Last week it was announced that New Zealand would support the United Nations Declaration on the Rights of Indigenous Peoples. This is an important step forward and it was increasingly becoming untenable for New Zealand to maintain its opposition when Australia and the USA, under new, more progressive administrations, were revising their position on the Declaration. Canada, the fourth of the opposing countries, is now also reported to be moving towards acceptance of the Declaration. Even though this is an incredibly important step, the New Zealand government’s announcement represents a rather strange form of support. Various members of the Government, from the Prime Minister down, have been at pains to play down the significance of New Zealand’s support for the Declaration, mostly suggesting that it would have no practical effect. New Zealand’s statement of support does contain a number of caveats, but the Declaration will, undoubtedly, influence New Zealand law, as former High Court Judge Sir Edward Durie and public law expert Mai Chen have both pointed out.

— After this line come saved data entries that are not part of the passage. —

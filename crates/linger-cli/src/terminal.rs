//! Terminal utilities for raw mode, terminal size, and key encoding.
//!
//! Wraps crossterm's terminal operations and provides a RAII guard that
//! restores the terminal state on drop.

use anyhow::{Context, Result};
use crossterm::event::{KeyCode, KeyEvent, KeyModifiers};
use crossterm::terminal;
use std::io::IsTerminal;

/// RAII guard that restores cooked mode on drop.
pub struct RawModeGuard {
    _private: (),
}

impl RawModeGuard {
    pub fn enter() -> Result<Self> {
        terminal::enable_raw_mode().context("failed to enable raw terminal mode")?;
        Ok(Self { _private: () })
    }
}

impl Drop for RawModeGuard {
    fn drop(&mut self) {
        // Nothing useful to do on failure inside Drop.
        let _ = terminal::disable_raw_mode();
    }
}

/// Current terminal size as (columns, rows), falling back to 80x24.
pub fn get_terminal_size() -> (u16, u16) {
    terminal::size().unwrap_or((80, 24))
}

/// Whether both stdin and stdout are terminals.
pub fn is_interactive() -> bool {
    std::io::stdin().is_terminal() && std::io::stdout().is_terminal()
}

/// Ctrl+] detaches, like telnet's escape. Legacy terminals report the raw
/// 0x1d byte as Ctrl+5.
pub fn is_detach_key(event: &KeyEvent) -> bool {
    event.modifiers.contains(KeyModifiers::CONTROL)
        && matches!(event.code, KeyCode::Char(']') | KeyCode::Char('5'))
}

/// Convert a crossterm key event to the bytes a terminal would send.
pub fn key_event_to_bytes(event: &KeyEvent) -> Option<Vec<u8>> {
    let alt = event.modifiers.contains(KeyModifiers::ALT);
    let mut bytes = match event.code {
        KeyCode::Char(c) => {
            if event.modifiers.contains(KeyModifiers::CONTROL) && c.is_ascii_alphabetic() {
                // Ctrl+A = 0x01 ... Ctrl+Z = 0x1a.
                vec![(c.to_ascii_lowercase() as u8) - b'a' + 1]
            } else {
                let mut buf = [0u8; 4];
                c.encode_utf8(&mut buf).as_bytes().to_vec()
            }
        }
        KeyCode::Enter => vec![b'\r'],
        KeyCode::Backspace => vec![0x7f],
        KeyCode::Tab => vec![b'\t'],
        KeyCode::BackTab => b"\x1b[Z".to_vec(),
        KeyCode::Esc => vec![0x1b],
        KeyCode::Up => b"\x1b[A".to_vec(),
        KeyCode::Down => b"\x1b[B".to_vec(),
        KeyCode::Right => b"\x1b[C".to_vec(),
        KeyCode::Left => b"\x1b[D".to_vec(),
        KeyCode::Home => b"\x1b[H".to_vec(),
        KeyCode::End => b"\x1b[F".to_vec(),
        KeyCode::PageUp => b"\x1b[5~".to_vec(),
        KeyCode::PageDown => b"\x1b[6~".to_vec(),
        KeyCode::Insert => b"\x1b[2~".to_vec(),
        KeyCode::Delete => b"\x1b[3~".to_vec(),
        KeyCode::F(n) => {
            let seq: &[u8] = match n {
                1 => b"\x1bOP",
                2 => b"\x1bOQ",
                3 => b"\x1bOR",
                4 => b"\x1bOS",
                5 => b"\x1b[15~",
                6 => b"\x1b[17~",
                7 => b"\x1b[18~",
                8 => b"\x1b[19~",
                9 => b"\x1b[20~",
                10 => b"\x1b[21~",
                11 => b"\x1b[23~",
                12 => b"\x1b[24~",
                _ => return None,
            };
            seq.to_vec()
        }
        _ => return None,
    };
    if alt {
        bytes.insert(0, 0x1b);
    }
    Some(bytes)
}
//! `linger kill NAME` and `linger rm NAME`.
//!
//! `kill` stops the process but keeps the entry and its log so the output
//! can still be replayed. `rm` also deletes the entry.

use anyhow::{Context as _, Result};
use tracing::info;

use super::Context;

pub async fn run_kill(ctx: &Context, name: &str) -> Result<()> {
    ctx.ensure_server().await?;
    let entry = ctx.resolve(name).await?;
    let killed = ctx
        .client
        .kill(&ctx.group, &entry.session.id)
        .await
        .with_context(|| format!("failed to kill '{name}'"))?;
    if killed {
        info!(session_id = %entry.session.id, "killed");
        println!("killed {name}");
    } else {
        println!("{name} is not running");
    }
    Ok(())
}

pub async fn run_remove(ctx: &Context, name: &str) -> Result<()> {
    ctx.ensure_server().await?;
    let entry = ctx.resolve(name).await?;
    ctx.client
        .remove(&ctx.group, &entry.session.id)
        .await
        .with_context(|| format!("failed to remove '{name}'"))?;
    info!(session_id = %entry.session.id, "removed");
    println!("removed {name}");
    Ok(())
}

New Zealand’s statement of support for the Declaration, and in particular, the qualifications contained within that statement, generally reflect the objections that were raised by the previous Government at the time the Declaration was adopted by the General Assembly. As noted in a previous post, anyone looking for an accessible overview of the Declaration and an analysis of the New Zealand government’s concerns could do no better than to read this article by Claire Charters. Those interested in this issue may also wish to listen to this interview with Aboriginal legal scholar Megan Davis that aired on ABC radio shortly after Australia had announced its decision to support the Declaration. And for more detailed general information about the Declaration, see the recently published collection of essays edited by Claire Charters and Rodolfo Stavenhagen, Making the Declaration Work: The United Nations Declaration on the Rights of Indigenous Peoples. As always, Peace Movement Aotearoa also has a helpful collection of resources that are accessible via their website.
[UPDATE: See also Claire Charters’ recent comments here]

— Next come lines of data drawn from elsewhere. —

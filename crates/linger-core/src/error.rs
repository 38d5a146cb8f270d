use thiserror::Error;

/// Errors produced by the linger session layer.
#[derive(Debug, Error)]
pub enum LingerError {
    #[error("session not found: {0}")]
    NotFound(String),

    #[error("failed to spawn process: {0}")]
    SpawnFailed(String),

    #[error("process already exited: {0}")]
    AlreadyExited(String),

    #[error("resize not supported: {0}")]
    ResizeUnsupported(String),

    #[error("invalid request: {0}")]
    InvalidRequest(String),

    #[error("registry error: {0}")]
    Registry(String),

    #[error("transport error: {0}")]
    Transport(String),

    #[error("timeout")]
    Timeout,

    #[error("io error: {0}")]
    Io(#[from] std::io::Error),

    #[error("{0}")]
    Other(String),
}

impl From<serde_json::Error> for LingerError {
    fn from(e: serde_json::Error) -> Self {
        LingerError::Registry(e.to_string())
    }
}

impl LingerError {
    /// Stable machine-readable code used on the HTTP surface.
    pub fn code(&self) -> &'static str {
        match self {
            LingerError::NotFound(_) => "not_found",
            LingerError::SpawnFailed(_) => "spawn_failed",
            LingerError::AlreadyExited(_) => "already_exited",
            LingerError::ResizeUnsupported(_) => "resize_unsupported",
            LingerError::InvalidRequest(_) => "invalid_request",
            LingerError::Registry(_) => "registry",
            LingerError::Transport(_) => "transport",
            LingerError::Timeout => "timeout",
            LingerError::Io(_) => "io_failure",
            LingerError::Other(_) => "other",
        }
    }
}

pub type LingerResult<T> = Result<T, LingerError>;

The New Zealand government seems to be particularly concerned about the articles of the Declaration that relate to self-determination, rights to land and resources, and involvement in decision-making. As noted above, these reflect the concerns expressed by the previous government and Claire Charters’ article explains why the fears around these provisions are misplaced. I thought it might be useful here to draw attention to aspects of the government’s statement of support that relate to the Treaty of Waitangi claims settlement process and the provisions in the Declaration that address rights to lands and resources.
There are three important articles in the Declaration which relate to Indigenous peoples’ rights to lands and resources:
1. Indigenous peoples have the right to the lands, territories and resources which they have traditionally owned, occupied or otherwise used or acquired.

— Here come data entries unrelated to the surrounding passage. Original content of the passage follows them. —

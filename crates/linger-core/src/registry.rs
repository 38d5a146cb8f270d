//! Durable session registry store.
//!
//! The registry is one JSON file holding an ordered array of [`Session`]
//! entries. Every mutation re-reads the file, applies the change and rewrites
//! the whole list through a temp file and rename, so a crash never leaves a
//! half-written registry behind. A missing or empty file means no sessions.
//!
//! Writers in different processes are not coordinated; within one process,
//! mutations are serialized so a create is visible to the next list.
//!
//! Activity timestamps change on every chunk of output, far too often to
//! rewrite the file each time. They are held in an in-memory overlay that is
//! applied to every read and folded into the next rewrite or [`Registry::flush`].

use crate::error::{LingerError, LingerResult};
use crate::session::Session;
use std::collections::HashMap;
use std::path::{Path, PathBuf};
use std::sync::{Mutex, PoisonError};
use tracing::{debug, info};

/// Resolve a name against loaded entries: the most recently appended entry
/// with that name wins.
///
/// Duplicate names are kept on disk. Last-wins mirrors observed behaviour of
/// earlier tooling rather than a deliberate contract.
pub fn resolve<'a>(entries: &'a [Session], name: &str) -> Option<&'a Session> {
    entries.iter().rev().find(|s| s.name == name)
}

pub struct Registry {
    path: PathBuf,
    write_lock: tokio::sync::Mutex<()>,
    activity: Mutex<HashMap<String, u64>>,
}

impl Registry {
    pub fn open(path: impl Into<PathBuf>) -> Self {
        Self {
            path: path.into(),
            write_lock: tokio::sync::Mutex::new(()),
            activity: Mutex::new(HashMap::new()),
        }
    }

    pub fn path(&self) -> &Path {
        &self.path
    }

    /// All entries in registration order.
    pub async fn load(&self) -> LingerResult<Vec<Session>> {
        let mut entries = read_entries(&self.path).await?;
        self.apply_activity(&mut entries);
        Ok(entries)
    }

    /// Look up a name using [`resolve`].
    pub async fn find(&self, name: &str) -> LingerResult<Option<Session>> {
        let entries = self.load().await?;
        Ok(resolve(&entries, name).cloned())
    }

    /// Look up an entry by id.
    pub async fn get(&self, id: &str) -> LingerResult<Option<Session>> {
        let entries = self.load().await?;
        Ok(entries.into_iter().find(|s| s.id == id))
    }

    /// Read-modify-write the full entry list.
    pub async fn mutate<R>(&self, f: impl FnOnce(&mut Vec<Session>) -> R) -> LingerResult<R> {
        let _guard = self.write_lock.lock().await;
        let mut entries = read_entries(&self.path).await?;
        let applied = self.apply_activity(&mut entries);
        let result = f(&mut entries);
        write_entries(&self.path, &entries).await?;

        // Drop overlay values that made it to disk; newer touches stay.
        let mut activity = self.activity.lock().unwrap_or_else(PoisonError::into_inner);
        for (id, at) in applied {
            if activity.get(&id) == Some(&at) {
                activity.remove(&id);
            }
        }
        Ok(result)
    }

    /// Register a new entry at the end of the list.
    pub async fn append(&self, session: Session) -> LingerResult<()> {
        let id = session.id.clone();
        let name = session.name.clone();
        self.mutate(move |entries| {
            if entries.iter().any(|s| s.id == session.id) {
                return Err(LingerError::Registry(format!("duplicate id {}", session.id)));
            }
            entries.push(session);
            Ok(())
        })
        .await??;
        info!(session_id = %id, name = %name, "session registered");
        Ok(())
    }

    /// Apply `f` to the entry with `id`. Returns `false` if there is none.
    pub async fn update(&self, id: &str, f: impl FnOnce(&mut Session)) -> LingerResult<bool> {
        self.mutate(|entries| match entries.iter_mut().find(|s| s.id == id) {
            Some(session) => {
                f(session);
                true
            }
            None => false,
        })
        .await
    }

    /// Delete the entry with `id`, returning it.
    pub async fn remove_id(&self, id: &str) -> LingerResult<Option<Session>> {
        let removed = self
            .mutate(|entries| {
                let pos = entries.iter().position(|s| s.id == id)?;
                Some(entries.remove(pos))
            })
            .await?;
        if removed.is_some() {
            self.activity
                .lock()
                .unwrap_or_else(PoisonError::into_inner)
                .remove(id);
            info!(session_id = %id, "session unregistered");
        }
        Ok(removed)
    }

    /// Record activity for `id` without touching the file.
    pub fn touch(&self, id: &str, at_ms: u64) {
        let mut activity = self.activity.lock().unwrap_or_else(PoisonError::into_inner);
        let slot = activity.entry(id.to_string()).or_insert(at_ms);
        if *slot < at_ms {
            *slot = at_ms;
        }
    }

    /// Persist pending activity timestamps.
    pub async fn flush(&self) -> LingerResult<()> {
        let pending = !self
            .activity
            .lock()
            .unwrap_or_else(PoisonError::into_inner)
            .is_empty();
        if pending {
            self.mutate(|_| ()).await?;
            debug!("registry activity flushed");
        }
        Ok(())
    }

    fn apply_activity(&self, entries: &mut [Session]) -> Vec<(String, u64)> {
        let activity = self.activity.lock().unwrap_or_else(PoisonError::into_inner);
        let mut applied = Vec::new();
        for session in entries.iter_mut() {
            if let Some(&at) = activity.get(&session.id) {
                if at > session.last_activity {
                    session.last_activity = at;
                }
                applied.push((session.id.clone(), at));
            }
        }
        applied
    }
}

async fn read_entries(path: &Path) -> LingerResult<Vec<Session>> {
    let content = match tokio::fs::read_to_string(path).await {
        Ok(c) => c,
        Err(e) if e.kind() == std::io::ErrorKind::NotFound => return Ok(Vec::new()),
        Err(e) => return Err(e.into()),
    };
    if content.trim().is_empty() {
        return Ok(Vec::new());
    }
    serde_json::from_str(&content)
        .map_err(|e| LingerError::Registry(format!("{}: {e}", path.display())))
}

async fn write_entries(path: &Path, entries: &[Session]) -> LingerResult<()> {
    if let Some(parent) = path.parent() {
        tokio::fs::create_dir_all(parent).await?;
    }
    let json = serde_json::to_vec_pretty(entries)?;
    let tmp = path.with_extension("json.tmp");
    tokio::fs::write(&tmp, &json).await?;
    tokio::fs::rename(&tmp, path).await?;
    Ok(())
}

#[cfg(test)]
mod tests {
    use super::*;
    use crate::session::{SessionStatus, SpawnMode, DEFAULT_GROUP};
    use tempfile::TempDir;

    fn entry(id: &str, name: &str, pid: u32) -> Session {
        Session {
            id: id.into(),
            name: name.into(),
            group: DEFAULT_GROUP.into(),
            pid,
            command: vec!["sleep".into(), "60".into()],
            log_file_path: PathBuf::from(format!("/logs/{name}.{id}.log")),
            created_at: 1_000,
            last_activity: 1_000,
            status: SessionStatus::Running,
            exit_code: None,
            cols: 80,
            rows: 24,
            mode: SpawnMode::Pty,
        }
    }

    #[test]
    fn resolve_prefers_last_entry() {
        let entries = vec![entry("1", "A", 1), entry("2", "B", 7), entry("3", "A", 2)];
        assert_eq!(resolve(&entries, "A").map(|s| s.pid), Some(2));
        assert_eq!(resolve(&entries, "B").map(|s| s.pid), Some(7));
        assert!(resolve(&entries, "C").is_none());
    }

    #[tokio::test]
    async fn missing_and_empty_files_mean_no_sessions() {
        let dir = TempDir::new().unwrap();
        let path = dir.path().join("sessions.json");
        let registry = Registry::open(&path);
        assert!(registry.load().await.unwrap().is_empty());

        tokio::fs::write(&path, "  \n").await.unwrap();
        assert!(registry.load().await.unwrap().is_empty());
    }

    #[tokio::test]
    async fn corrupt_file_is_an_error() {
        let dir = TempDir::new().unwrap();
        let path = dir.path().join("sessions.json");
        tokio::fs::write(&path, "{not json").await.unwrap();
        let err = Registry::open(&path).load().await.unwrap_err();
        assert!(matches!(err, LingerError::Registry(_)));
    }

    #[tokio::test]
    async fn append_keeps_duplicates_in_order() {
        let dir = TempDir::new().unwrap();
        let registry = Registry::open(dir.path().join("state/sessions.json"));
        registry.append(entry("1", "A", 1)).await.unwrap();
        registry.append(entry("2", "B", 5)).await.unwrap();
        registry.append(entry("3", "A", 2)).await.unwrap();

        let loaded = registry.load().await.unwrap();
        let ids: Vec<_> = loaded.iter().map(|s| s.id.as_str()).collect();
        assert_eq!(ids, ["1", "2", "3"]);
        assert_eq!(registry.find("A").await.unwrap().unwrap().pid, 2);

        // A second handle on the same file sees the same state.
        let other = Registry::open(registry.path());
        assert_eq!(other.load().await.unwrap(), loaded);
    }

    #[tokio::test]
    async fn duplicate_ids_are_rejected() {
        let dir = TempDir::new().unwrap();
        let registry = Registry::open(dir.path().join("sessions.json"));
        registry.append(entry("1", "A", 1)).await.unwrap();
        assert!(registry.append(entry("1", "B", 2)).await.is_err());
    }

    #[tokio::test]
    async fn update_and_remove_by_id() {
        let dir = TempDir::new().unwrap();
        let registry = Registry::open(dir.path().join("sessions.json"));
        registry.append(entry("1", "A", 1)).await.unwrap();
        registry.append(entry("2", "A", 2)).await.unwrap();

        let updated = registry
            .update("1", |s| {
                s.status = SessionStatus::Exited;
                s.exit_code = Some(3);
            })
            .await
            .unwrap();
        assert!(updated);
        assert!(!registry.update("missing", |_| {}).await.unwrap());

        let first = registry.get("1").await.unwrap().unwrap();
        assert_eq!(first.status, SessionStatus::Exited);
        assert_eq!(first.exit_code, Some(3));

        let removed = registry.remove_id("2").await.unwrap().unwrap();
        assert_eq!(removed.pid, 2);
        assert_eq!(registry.find("A").await.unwrap().unwrap().id, "1");
        assert!(registry.remove_id("2").await.unwrap().is_none());
    }

    #[tokio::test]
    async fn touches_overlay_reads_and_flush_persists() {
        let dir = TempDir::new().unwrap();
        let registry = Registry::open(dir.path().join("sessions.json"));
        registry.append(entry("1", "A", 1)).await.unwrap();

        registry.touch("1", 5_000);
        registry.touch("1", 4_000);
        assert_eq!(registry.get("1").await.unwrap().unwrap().last_activity, 5_000);

        let fresh = Registry::open(registry.path());
        assert_eq!(fresh.get("1").await.unwrap().unwrap().last_activity, 1_000);

        registry.flush().await.unwrap();
        assert_eq!(fresh.get("1").await.unwrap().unwrap().last_activity, 5_000);
    }
}
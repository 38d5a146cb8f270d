//! linger-server: hosts persistent process sessions and serves them over
//! HTTP + SSE.

pub mod api;
pub mod config;
pub mod session;

pub use api::router;
pub use config::{Overrides, ServerConfig};
pub use session::{SessionConfig, SessionManager};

2. Indigenous peoples have the right to own, use, develop and control the lands, territories and resources that they possess by reason of traditional ownership or other traditional occupation or use, as well as those which they have otherwise acquired.
3. States shall give legal recognition and protection to these lands, territories and resources. Such recognition shall be conducted with due respect to the customs, traditions and land tenure systems of the indigenous peoples concerned.
States shall establish and implement, in conjunction with indigenous peoples concerned, a fair, independent, impartial, open and transparent process, giving due recognition to indigenous peoples’ laws, traditions, customs and land tenure systems, to recognize and adjudicate the rights of indigenous peoples pertaining to their lands, territories and resources, including those which were traditionally owned or otherwise occupied or used. Indigenous peoples shall have the right to participate in this process.
1. Indigenous peoples have the right to redress, by means that can include restitution or, when this is not possible, just, fair and equitable compensation, for the lands, territories and resources which they have traditionally owned or otherwise occupied or used, and which have been confiscated, taken, occupied, used or damaged without their free, prior and informed consent.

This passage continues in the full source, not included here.